Students were breaking into groups instead of cracking open the books at Wylie High School Wednesday. And instead of being told to quiet down in class, students were being encouraged to speak up.
WYLIE — Students were breaking into groups instead of cracking open the books at Wylie High School Wednesday. And instead of being told to quiet down in class, students were being encouraged to speak up.
It was all a part of a new character education program starting this year throughout the district and through all grade levels.
"The first thing that I thought of was that this was going to be like a cheesy, blow-off class," said sophomore Bawo Asagba.
The first lesson of the year-long series is "R&R," which stands for respect and relationships.
"Respect is hard," said Wylie Schools Superintendent David Vinson. "Respect is something you can find and you can see, but it's hard to define."

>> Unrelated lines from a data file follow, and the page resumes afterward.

//! Record-level broadcast helpers shared by sessions and the server.

use std::sync::Arc;

use tracing::{error, info};

use relay_core::{ConnectionId, DisplayName};
use relay_protocol::{encode_server, ServerRecord};

use crate::registry::{BroadcastReport, RegistryHandle};

/// Encodes `record` once and delivers it to every registered connection.
pub async fn broadcast_record(registry: &RegistryHandle, record: &ServerRecord) -> BroadcastReport {
    match encode_server(record) {
        Ok(payload) => registry.broadcast(Arc::from(payload)).await,
        Err(e) => {
            error!(error = %e, "Failed to encode record");
            BroadcastReport::default()
        }
    }
}

/// Sends `announcement` followed by a fresh `user_list`.
///
/// The two broadcasts are back-to-back but not atomic; another session's
/// join or leave may interleave.
pub async fn announce_roster_change(registry: &RegistryHandle, announcement: &ServerRecord) {
    broadcast_record(registry, announcement).await;

    let users = registry.snapshot_names().await;
    let report = broadcast_record(registry, &ServerRecord::user_list(users)).await;
    if report.failed > 0 {
        info!(
            delivered = report.delivered,
            failed = report.failed,
            "User list partially delivered"
        );
    }
}

/// Removes the connection's entry and, if one existed, announces the departure.
///
/// Safe to call more than once for the same connection: only the call that
/// actually removed the entry announces anything.
pub async fn cleanup_connection(
    registry: &RegistryHandle,
    connection_id: ConnectionId,
) -> Option<DisplayName> {
    let name = registry.remove(connection_id).await?;

    info!(connection = %connection_id, name = %name, "Member left");
    announce_roster_change(registry, &ServerRecord::left(&name)).await;

    Some(name)
}
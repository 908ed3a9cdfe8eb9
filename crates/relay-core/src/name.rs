//! Display names claimed at login.

use std::fmt;

use serde::{Deserialize, Serialize};

use crate::{DomainError, DomainResult};

/// A validated, non-empty display name.
///
/// Names are compared byte-for-byte: no trimming and no case folding, so
/// `"alice"` and `"Alice"` are distinct and `" "` is a valid name.
/// Deserialization goes through [`DisplayName::parse`], so an empty name can
/// never enter the system from the wire.
#[derive(Debug, Clone, PartialEq, Eq, Hash, Serialize, Deserialize)]
#[serde(try_from = "String", into = "String")]
pub struct DisplayName(String);

impl DisplayName {
    /// Validates and wraps a display name.
    ///
    /// # Errors
    ///
    /// Returns `DomainError::EmptyName` for the empty string.
    pub fn parse(name: impl Into<String>) -> DomainResult<Self> {
        let name = name.into();
        if name.is_empty() {
            return Err(DomainError::EmptyName);
        }
        Ok(Self(name))
    }

    /// Validates the optional `username` field of a login record.
    ///
    /// # Errors
    ///
    /// Returns `DomainError::MissingName` when absent and
    /// `DomainError::EmptyName` when empty.
    pub fn from_login(username: Option<String>) -> DomainResult<Self> {
        username.ok_or(DomainError::MissingName).and_then(Self::parse)
    }

    /// Returns the underlying string reference.
    pub fn as_str(&self) -> &str {
        &self.0
    }
}

impl fmt::Display for DisplayName {
    fn fmt(&self, f: &mut fmt::Formatter<'_>) -> fmt::Result {
        write!(f, "{}", self.0)
    }
}

impl TryFrom<String> for DisplayName {
    type Error = DomainError;

    fn try_from(value: String) -> Result<Self, Self::Error> {
        Self::parse(value)
    }
}

impl TryFrom<&str> for DisplayName {
    type Error = DomainError;

    fn try_from(value: &str) -> Result<Self, Self::Error> {
        Self::parse(value)
    }
}

impl From<DisplayName> for String {
    fn from(name: DisplayName) -> Self {
        name.0
    }
}

impl AsRef<str> for DisplayName {
    fn as_ref(&self) -> &str {
        &self.0
    }
}
//! Connection identifiers.

use std::fmt;

/// Opaque identifier for a live transport endpoint.
///
/// Assigned by the listener from a monotonically increasing counter, so an
/// id is never reused within one process lifetime.
#[derive(Debug, Clone, Copy, PartialEq, Eq, Hash, PartialOrd, Ord)]
pub struct ConnectionId(u64);

impl ConnectionId {
    /// Creates a connection id from a raw counter value.
    pub const fn new(raw: u64) -> Self {
        Self(raw)
    }

    /// Returns the raw counter value.
    pub const fn get(self) -> u64 {
        self.0
    }
}

impl fmt::Display for ConnectionId {
    fn fmt(&self, f: &mut fmt::Formatter<'_>) -> fmt::Result {
        write!(f, "conn-{}", self.0)
    }
}

impl From<u64> for ConnectionId {
    fn from(raw: u64) -> Self {
        Self(raw)
    }
}
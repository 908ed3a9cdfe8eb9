//! Relay Core - Shared domain types for the chat relay
//!
//! This crate provides the identity and lifecycle types shared between
//! the wire protocol (`relay-protocol`) and the daemon (`relayd`).
//!
//! All code follows the panic-free policy: no `.unwrap()`, `.expect()`,
//! `panic!()`, `unreachable!()`, `todo!()`, or direct indexing `[i]`.

pub mod connection;
pub mod error;
pub mod name;
pub mod state;

// Re-exports for convenience
pub use connection::ConnectionId;
pub use error::{DomainError, DomainResult};
pub use name::DisplayName;
pub use state::SessionState;
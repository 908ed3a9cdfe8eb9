//! WebSocket server for the chat relay.
//!
//! The server:
//! - Listens on a TCP socket and upgrades each connection to WebSocket
//! - Spawns a writer task and a `Session` for each client
//! - Runs cleanup on behalf of sessions that panic
//! - Supports graceful shutdown via CancellationToken
//!
//! # Architecture
//!
//! ```text
//! ┌─────────────────┐
//! │   RelayServer   │
//! │   TcpListener   │
//! └───────┬─────────┘
//!         │ accept() + WebSocket handshake
//!         ▼
//! ┌─────────────────┐     ┌─────────────────┐
//! │    Session      │────▶│  RegistryHandle │
//! │  (per client)   │     │                 │
//! └───────┬─────────┘     └────────┬────────┘
//!         │ inbound                │ recipient snapshot
//!         │                        ▼
//! ┌───────┴─────────┐     ┌─────────────────┐
//! │  SplitStream    │     │ Peer queues ──▶ │
//! │                 │     │ writer tasks    │
//! └─────────────────┘     └─────────────────┘
//! ```
//!
//! # Panic-Free Guarantees
//!
//! This module follows the panic-free policy:
//! - No `.unwrap()`, `.expect()`, `panic!()`, `unreachable!()`, `todo!()`
//! - All fallible operations use `?`, pattern matching, or `unwrap_or`
//! - Per-connection errors are logged and never stop the accept loop

mod broadcast;
mod session;

pub use broadcast::{announce_roster_change, broadcast_record, cleanup_connection};
pub use session::{Session, SessionError};

use std::future::Future;
use std::net::SocketAddr;
use std::sync::atomic::{AtomicU64, Ordering};

use futures::StreamExt;
use tokio::net::{TcpListener, TcpStream};
use tokio_tungstenite::accept_async;
use tokio_util::sync::CancellationToken;
use tracing::{debug, error, info};

use relay_core::{ConnectionId, DisplayName};

use crate::config::ConnectionSettings;
use crate::peer::{spawn_writer, Peer};
use crate::registry::RegistryHandle;

/// WebSocket server for the chat relay.
///
/// Owns the bound listener; sessions share the registry through handles.
pub struct RelayServer {
    /// Bound listener
    listener: TcpListener,

    /// Handle to the connection registry
    registry: RegistryHandle,

    /// Per-connection queue and timeout settings
    settings: ConnectionSettings,

    /// Cancellation token for graceful shutdown
    cancel_token: CancellationToken,

    /// Connection counter for generating connection ids
    connection_counter: AtomicU64,
}

impl RelayServer {
    /// Binds the listening socket.
    ///
    /// # Errors
    ///
    /// - `ServerError::Bind` if the address cannot be bound (e.g. already in use)
    pub async fn bind(
        addr: &str,
        registry: RegistryHandle,
        settings: ConnectionSettings,
        cancel_token: CancellationToken,
    ) -> Result<Self, ServerError> {
        let listener = TcpListener::bind(addr)
            .await
            .map_err(|e| ServerError::Bind {
                addr: addr.to_string(),
                error: e.to_string(),
            })?;

        Ok(Self {
            listener,
            registry,
            settings,
            cancel_token,
            connection_counter: AtomicU64::new(0),
        })
    }

    /// Returns the address actually bound (useful with port 0).
    pub fn local_addr(&self) -> Result<SocketAddr, ServerError> {
        self.listener
            .local_addr()
            .map_err(|e| ServerError::LocalAddr(e.to_string()))
    }

    /// Runs the server.
    ///
    /// Accepts connections until the cancellation token is triggered.
    /// In-flight sessions are left running; they end with the runtime.
    pub async fn run(self) -> Result<(), ServerError> {
        match self.local_addr() {
            Ok(addr) => info!(addr = %addr, "Relay server listening"),
            Err(e) => debug!(error = %e, "Relay server listening on unknown address"),
        }

        loop {
            tokio::select! {
                // Check for cancellation
                _ = self.cancel_token.cancelled() => {
                    info!("Server shutdown requested");
                    break;
                }

                // Accept new connection
                result = self.listener.accept() => {
                    match result {
                        Ok((stream, remote)) => {
                            let raw = self.connection_counter.fetch_add(1, Ordering::Relaxed);
                            self.handle_connection(stream, remote, ConnectionId::new(raw));
                        }
                        Err(e) => {
                            error!(error = %e, "Failed to accept connection");
                            // Continue accepting other connections
                        }
                    }
                }
            }
        }

        info!("Relay server stopped");
        Ok(())
    }

    /// Handles a new client connection by spawning a handler task.
    fn handle_connection(&self, stream: TcpStream, remote: SocketAddr, connection_id: ConnectionId) {
        let registry = self.registry.clone();
        let settings = self.settings;

        tokio::spawn(async move {
            let ws = match accept_async(stream).await {
                Ok(ws) => ws,
                Err(e) => {
                    debug!(connection = %connection_id, remote = %remote, error = %e, "WebSocket handshake failed");
                    return;
                }
            };

            debug!(connection = %connection_id, remote = %remote, "WebSocket established");

            let (sink, inbound) = ws.split();
            let (peer, queue) = Peer::channel(connection_id, settings.peer_queue, settings.send_timeout);
            spawn_writer(connection_id, sink, queue, settings.write_timeout);

            let session = Session::new(connection_id, inbound, peer, registry.clone());
            supervise_session(&registry, connection_id, session.run()).await;
        });
    }
}

/// Runs a session in its own task so a panic cannot skip cleanup.
///
/// If the task panicked, the connection's entry is removed and the departure
/// announced on its behalf. Cleanup is idempotent, so a session that already
/// cleaned up before panicking announces nothing twice.
pub(crate) async fn supervise_session<F>(
    registry: &RegistryHandle,
    connection_id: ConnectionId,
    session: F,
) -> Option<DisplayName>
where
    F: Future<Output = Option<DisplayName>> + Send + 'static,
{
    match tokio::spawn(session).await {
        Ok(held) => held,
        Err(e) if e.is_panic() => {
            error!(connection = %connection_id, "Session panicked, running cleanup");
            cleanup_connection(registry, connection_id).await
        }
        Err(_) => {
            debug!(connection = %connection_id, "Session task cancelled");
            None
        }
    }
}

/// Errors that can occur in server operations.
#[derive(Debug, thiserror::Error)]
pub enum ServerError {
    #[error("Failed to bind {addr}: {error}")]
    Bind { addr: String, error: String },

    #[error("Failed to read local address: {0}")]
    LocalAddr(String),
}

#[cfg(test)]
mod tests {
    use super::*;
    use std::time::Duration;

    use relay_protocol::ServerRecord;
    use tokio::sync::mpsc;

    use crate::config::RelayConfig;
    use crate::peer::Outbound;
    use crate::registry::spawn_registry;

    fn dn(s: &str) -> DisplayName {
        DisplayName::parse(s).unwrap()
    }

    async fn recv_record(queue: &mut mpsc::Receiver<Outbound>) -> ServerRecord {
        let item = tokio::time::timeout(Duration::from_secs(1), queue.recv())
            .await
            .expect("timed out waiting for outbound item");
        match item {
            Some(Outbound::Text(text)) => serde_json::from_str(&text).unwrap(),
            other => panic!("expected a record, got {other:?}"),
        }
    }

    async fn login_then_panic(registry: RegistryHandle, peer: Peer) -> Option<DisplayName> {
        registry.try_add(peer, dn("alice")).await.unwrap();
        panic!("session failed after login");
    }

    #[tokio::test]
    async fn test_panicking_session_is_cleaned_up() {
        let registry = spawn_registry();
        let send_timeout = Duration::from_millis(100);

        let (bob, mut bob_queue) = Peer::channel(ConnectionId::new(1), 8, send_timeout);
        registry.try_add(bob, dn("bob")).await.unwrap();

        let (alice, _alice_queue) = Peer::channel(ConnectionId::new(2), 8, send_timeout);
        let session = login_then_panic(registry.clone(), alice);

        let held = supervise_session(&registry, ConnectionId::new(2), session).await;

        assert_eq!(held, Some(dn("alice")));
        assert_eq!(registry.snapshot_names().await, vec![dn("bob")]);
        assert_eq!(
            recv_record(&mut bob_queue).await,
            ServerRecord::left(&dn("alice"))
        );
        assert_eq!(
            recv_record(&mut bob_queue).await,
            ServerRecord::user_list(vec![dn("bob")])
        );
    }

    #[tokio::test]
    async fn test_finished_session_is_not_cleaned_up_again() {
        let registry = spawn_registry();
        let (bob, mut bob_queue) =
            Peer::channel(ConnectionId::new(1), 8, Duration::from_millis(100));
        registry.try_add(bob, dn("bob")).await.unwrap();

        let held = supervise_session(&registry, ConnectionId::new(2), async { None }).await;

        assert!(held.is_none());
        assert_eq!(registry.snapshot_names().await, vec![dn("bob")]);
        assert!(bob_queue.try_recv().is_err());
    }

    #[test]
    fn test_server_error_display() {
        let err = ServerError::Bind {
            addr: "127.0.0.1:8765".to_string(),
            error: "address in use".to_string(),
        };
        assert!(err.to_string().contains("127.0.0.1:8765"));
        assert!(err.to_string().contains("address in use"));
    }

    #[tokio::test]
    async fn test_bind_reports_port_in_use() {
        let settings = RelayConfig::default().connection_settings();
        let first = RelayServer::bind(
            "127.0.0.1:0",
            spawn_registry(),
            settings,
            CancellationToken::new(),
        )
        .await
        .unwrap();
        let addr = first.local_addr().unwrap().to_string();

        let second =
            RelayServer::bind(&addr, spawn_registry(), settings, CancellationToken::new()).await;
        assert!(matches!(second, Err(ServerError::Bind { .. })));
    }

    #[tokio::test]
    async fn test_run_returns_on_cancel() {
        let cancel_token = CancellationToken::new();
        let server = RelayServer::bind(
            "127.0.0.1:0",
            spawn_registry(),
            RelayConfig::default().connection_settings(),
            cancel_token.clone(),
        )
        .await
        .unwrap();

        let task = tokio::spawn(server.run());
        cancel_token.cancel();

        let result = tokio::time::timeout(std::time::Duration::from_secs(1), task)
            .await
            .unwrap()
            .unwrap();
        assert!(result.is_ok());
    }
}
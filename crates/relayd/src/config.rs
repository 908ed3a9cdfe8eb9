//! Relay configuration.
//!
//! Settings are layered, lowest precedence first:
//! 1. built-in defaults
//! 2. TOML file (`--config`, else `RELAY_CONFIG`, else the per-user default path if present)
//! 3. environment (`RELAY_HOST`, `PORT`)
//! 4. command-line flags
//!
//! ```toml
//! host = "0.0.0.0"
//! port = 9000
//! peer_queue = 128
//! send_timeout_ms = 500
//! write_timeout_ms = 5000
//! ```

use std::fs;
use std::path::{Path, PathBuf};
use std::time::Duration;

use serde::{Deserialize, Serialize};
use thiserror::Error;

/// Default bind host
pub const DEFAULT_HOST: &str = "127.0.0.1";

/// Default bind port
pub const DEFAULT_PORT: u16 = 8765;

/// Default outbound queue capacity per connection
pub const DEFAULT_PEER_QUEUE: usize = 64;

/// Default wait for queue space during a broadcast (1 second)
pub const DEFAULT_SEND_TIMEOUT_MS: u64 = 1_000;

/// Default limit for a single socket write (10 seconds)
pub const DEFAULT_WRITE_TIMEOUT_MS: u64 = 10_000;

/// Environment variable naming the config file
pub const ENV_CONFIG: &str = "RELAY_CONFIG";

/// Environment variable overriding the bind host
pub const ENV_HOST: &str = "RELAY_HOST";

/// Environment variable overriding the bind port
pub const ENV_PORT: &str = "PORT";

/// Relay daemon settings.
#[derive(Debug, Clone, PartialEq, Eq, Serialize, Deserialize)]
#[serde(default, deny_unknown_fields)]
pub struct RelayConfig {
    /// Host or IP address to bind
    pub host: String,

    /// TCP port to bind
    pub port: u16,

    /// Outbound queue capacity per connection
    pub peer_queue: usize,

    /// Max wait for queue space when broadcasting, in milliseconds
    pub send_timeout_ms: u64,

    /// Max duration of one socket write, in milliseconds
    pub write_timeout_ms: u64,
}

impl Default for RelayConfig {
    fn default() -> Self {
        Self {
            host: DEFAULT_HOST.to_string(),
            port: DEFAULT_PORT,
            peer_queue: DEFAULT_PEER_QUEUE,
            send_timeout_ms: DEFAULT_SEND_TIMEOUT_MS,
            write_timeout_ms: DEFAULT_WRITE_TIMEOUT_MS,
        }
    }
}

/// Per-connection settings derived from [`RelayConfig`].
#[derive(Debug, Clone, Copy, PartialEq, Eq)]
pub struct ConnectionSettings {
    pub peer_queue: usize,
    pub send_timeout: Duration,
    pub write_timeout: Duration,
}

impl RelayConfig {
    /// Loads the full configuration stack.
    ///
    /// `explicit` is the `--config` flag; `env` looks up environment
    /// variables (pass `|k| std::env::var(k).ok()` in production).
    ///
    /// # Errors
    ///
    /// - `ConfigError::Read` if a named file cannot be read
    /// - `ConfigError::Parse` if a file is not valid config TOML
    /// - `ConfigError::InvalidEnv` if an environment override does not parse
    /// - `ConfigError::Invalid` if the result fails validation
    pub fn load<F>(explicit: Option<&Path>, env: F) -> Result<Self, ConfigError>
    where
        F: Fn(&str) -> Option<String>,
    {
        let named = explicit
            .map(Path::to_path_buf)
            .or_else(|| env(ENV_CONFIG).map(PathBuf::from));

        let mut config = match named {
            Some(path) => Self::from_file(&path)?,
            None => match default_config_path() {
                Some(path) if path.exists() => Self::from_file(&path)?,
                _ => Self::default(),
            },
        };

        config.apply_env(env)?;
        Ok(config)
    }

    /// Reads a TOML config file. Missing keys take their defaults.
    pub fn from_file(path: &Path) -> Result<Self, ConfigError> {
        let contents = fs::read_to_string(path).map_err(|e| ConfigError::Read {
            path: path.to_path_buf(),
            error: e.to_string(),
        })?;

        toml::from_str(&contents).map_err(|e| ConfigError::Parse {
            path: path.to_path_buf(),
            error: e.to_string(),
        })
    }

    /// Applies `RELAY_HOST` and `PORT` overrides.
    pub fn apply_env<F>(&mut self, env: F) -> Result<(), ConfigError>
    where
        F: Fn(&str) -> Option<String>,
    {
        if let Some(host) = env(ENV_HOST) {
            self.host = host;
        }

        if let Some(port) = env(ENV_PORT) {
            self.port = port.trim().parse().map_err(|_| ConfigError::InvalidEnv {
                var: ENV_PORT,
                value: port.clone(),
            })?;
        }

        Ok(())
    }

    /// Applies command-line overrides.
    pub fn apply_overrides(&mut self, host: Option<String>, port: Option<u16>) {
        if let Some(host) = host {
            self.host = host;
        }
        if let Some(port) = port {
            self.port = port;
        }
    }

    /// Checks values that would make the daemon unusable.
    pub fn validate(&self) -> Result<(), ConfigError> {
        if self.host.trim().is_empty() {
            return Err(ConfigError::Invalid("host must not be empty".to_string()));
        }
        if self.peer_queue == 0 {
            return Err(ConfigError::Invalid("peer_queue must be at least 1".to_string()));
        }
        Ok(())
    }

    /// Returns the `host:port` string to bind, bracketing IPv6 literals.
    pub fn bind_addr(&self) -> String {
        if self.host.contains(':') && !self.host.starts_with('[') {
            format!("[{}]:{}", self.host, self.port)
        } else {
            format!("{}:{}", self.host, self.port)
        }
    }

    /// Per-connection settings for the server.
    pub fn connection_settings(&self) -> ConnectionSettings {
        ConnectionSettings {
            peer_queue: self.peer_queue,
            send_timeout: Duration::from_millis(self.send_timeout_ms),
            write_timeout: Duration::from_millis(self.write_timeout_ms),
        }
    }
}

/// Per-user default config path, e.g. `~/.config/chat-relay/relayd.toml`.
pub fn default_config_path() -> Option<PathBuf> {
    dirs::config_dir().map(|dir| dir.join("chat-relay").join("relayd.toml"))
}

/// Errors that can occur while loading configuration.
#[derive(Debug, Error)]
pub enum ConfigError {
    #[error("Failed to read config file {path}: {error}")]
    Read { path: PathBuf, error: String },

    #[error("Failed to parse config file {path}: {error}")]
    Parse { path: PathBuf, error: String },

    #[error("Invalid value for {var}: {value:?}")]
    InvalidEnv { var: &'static str, value: String },

    #[error("Invalid configuration: {0}")]
    Invalid(String),
}

#[cfg(test)]
mod tests {
    use super::*;
    use std::collections::HashMap;
    use std::io::Write;

    fn env_from(pairs: &[(&str, &str)]) -> impl Fn(&str) -> Option<String> {
        let map: HashMap<String, String> = pairs
            .iter()
            .map(|(k, v)| (k.to_string(), v.to_string()))
            .collect();
        move |key| map.get(key).cloned()
    }

    fn write_config(contents: &str) -> tempfile::NamedTempFile {
        let mut file = tempfile::NamedTempFile::new().unwrap();
        file.write_all(contents.as_bytes()).unwrap();
        file
    }

    #[test]
    fn test_defaults() {
        let config = RelayConfig::default();
        assert_eq!(config.bind_addr(), "127.0.0.1:8765");
        assert!(config.validate().is_ok());

        let settings = config.connection_settings();
        assert_eq!(settings.peer_queue, 64);
        assert_eq!(settings.send_timeout, Duration::from_secs(1));
        assert_eq!(settings.write_timeout, Duration::from_secs(10));
    }

    #[test]
    fn test_partial_file_keeps_defaults() {
        let file = write_config("port = 9000\n");
        let config = RelayConfig::from_file(file.path()).unwrap();

        assert_eq!(config.port, 9000);
        assert_eq!(config.host, DEFAULT_HOST);
        assert_eq!(config.peer_queue, DEFAULT_PEER_QUEUE);
    }

    #[test]
    fn test_unknown_key_rejected() {
        let file = write_config("prot = 9000\n");
        let result = RelayConfig::from_file(file.path());
        assert!(matches!(result, Err(ConfigError::Parse { .. })));
    }

    #[test]
    fn test_missing_named_file_is_error() {
        let dir = tempfile::tempdir().unwrap();
        let missing = dir.path().join("nope.toml");

        let result = RelayConfig::load(Some(&missing), env_from(&[]));
        assert!(matches!(result, Err(ConfigError::Read { .. })));
    }

    #[test]
    fn test_precedence_file_then_env() {
        let file = write_config("host = \"0.0.0.0\"\nport = 9000\npeer_queue = 8\n");
        let path = file.path().to_string_lossy().to_string();

        let config = RelayConfig::load(
            None,
            env_from(&[(ENV_CONFIG, &path), (ENV_PORT, "9100")]),
        )
        .unwrap();

        assert_eq!(config.host, "0.0.0.0");
        assert_eq!(config.port, 9100);
        assert_eq!(config.peer_queue, 8);
    }

    #[test]
    fn test_explicit_path_beats_env_path() {
        let explicit = write_config("port = 1111\n");
        let from_env = write_config("port = 2222\n");
        let env_path = from_env.path().to_string_lossy().to_string();

        let config =
            RelayConfig::load(Some(explicit.path()), env_from(&[(ENV_CONFIG, &env_path)]))
                .unwrap();
        assert_eq!(config.port, 1111);
    }

    #[test]
    fn test_invalid_env_port() {
        let mut config = RelayConfig::default();
        let result = config.apply_env(env_from(&[(ENV_PORT, "eighty")]));
        assert!(matches!(
            result,
            Err(ConfigError::InvalidEnv { var: "PORT", .. })
        ));
    }

    #[test]
    fn test_cli_overrides() {
        let mut config = RelayConfig::default();
        config
            .apply_env(env_from(&[(ENV_HOST, "10.0.0.1"), (ENV_PORT, "1")]))
            .unwrap();
        config.apply_overrides(None, Some(4000));

        assert_eq!(config.bind_addr(), "10.0.0.1:4000");
    }

    #[test]
    fn test_ipv6_bind_addr() {
        let mut config = RelayConfig::default();
        config.apply_overrides(Some("::1".to_string()), Some(80));
        assert_eq!(config.bind_addr(), "[::1]:80");
    }

    #[test]
    fn test_validate() {
        let mut config = RelayConfig::default();
        config.peer_queue = 0;
        assert!(matches!(config.validate(), Err(ConfigError::Invalid(_))));

        let mut config = RelayConfig::default();
        config.host = " ".to_string();
        assert!(config.validate().is_err());
    }
}
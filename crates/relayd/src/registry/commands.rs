//! Registry actor commands and errors.
//!
//! This module defines the message types for communicating with the `RegistryActor`:
//! - `RegistryCommand`: Commands sent to the actor
//! - `RegistryError`: Errors that can occur during registry operations

use relay_core::{ConnectionId, DisplayName};
use thiserror::Error;
use tokio::sync::oneshot;

use crate::peer::Peer;

// ============================================================================
// Registry Commands
// ============================================================================

/// Commands sent to the registry actor.
///
/// Each command uses a oneshot channel for the response, enabling
/// request-response patterns in async code without blocking.
#[derive(Debug)]
pub enum RegistryCommand {
    /// Claim a display name for a connection.
    ///
    /// # Errors
    /// - `RegistryError::NameTaken` if any connection holds the name
    /// - `RegistryError::AlreadyRegistered` if this connection holds a name
    TryAdd {
        /// Outbound handle of the connection claiming the name
        peer: Peer,
        /// The requested name
        name: DisplayName,
        /// Channel to send the result
        respond_to: oneshot::Sender<Result<(), RegistryError>>,
    },

    /// Release the connection's entry, returning the freed name.
    ///
    /// Removing a connection without an entry is a no-op that returns `None`.
    Remove {
        /// Connection to remove
        connection_id: ConnectionId,
        /// Channel to send the freed name
        respond_to: oneshot::Sender<Option<DisplayName>>,
    },

    /// Look up the name held by a connection.
    Lookup {
        /// Connection to look up
        connection_id: ConnectionId,
        /// Channel to send the result
        respond_to: oneshot::Sender<Option<DisplayName>>,
    },

    /// Copy all current names in join order.
    SnapshotNames {
        /// Channel to send the names
        respond_to: oneshot::Sender<Vec<DisplayName>>,
    },

    /// Copy all current peers in join order (broadcast recipients).
    Recipients {
        /// Channel to send the peers
        respond_to: oneshot::Sender<Vec<Peer>>,
    },
}

// ============================================================================
// Registry Errors
// ============================================================================

/// Errors that can occur during registry operations.
#[derive(Debug, Clone, PartialEq, Eq, Error)]
pub enum RegistryError {
    /// Another connection already holds this name.
    #[error("name already taken: {0}")]
    NameTaken(DisplayName),

    /// This connection already holds a name.
    #[error("connection {connection_id} already registered as '{name}'")]
    AlreadyRegistered {
        /// The connection that tried to register twice
        connection_id: ConnectionId,
        /// The name it already holds
        name: DisplayName,
    },

    /// The response channel was closed before receiving a response.
    ///
    /// This typically indicates the actor was shut down.
    #[error("response channel closed")]
    ChannelClosed,
}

Now students and teachers are defining respect for themselves and each other. In a tenth-grade classroom they shared their worst fears -- real and imagined. Some students said they were learning more about their classmates during one exercise than they might the entire school year.
"There's a lot of stuff, as friends, that we don't talk much about -- our experiences," said Albert Beshiri, a sophomore. "But throughout the day I learned what people are afraid of. I've learned about their personalities and stuff like that."
The hope is that once the bell rings, the students will take what they learned in the classroom and put it into practice out here in hallways and beyond in their everyday lives.
Back in March, two Wylie ISD students were charged with the murder of another student. Superintendent Vinson said the curriculum was in the works before that, but that incident highlighted the need for this type of education.
"The school is a reflection of society. It is not society itself," said Vinson. "And so what we are trying to do is build our community to be a better community with parents and with kids."
And what some students thought was something they'd blow off, is sinking in.
"What I learned is that people are really passionate about things," said Asagba. "But what I saw in class is that people are really shy about sharing it. And I feel like after today people are going to be more in touch with themselves."
And hopefully students will be more inclined to respect each other and themselves.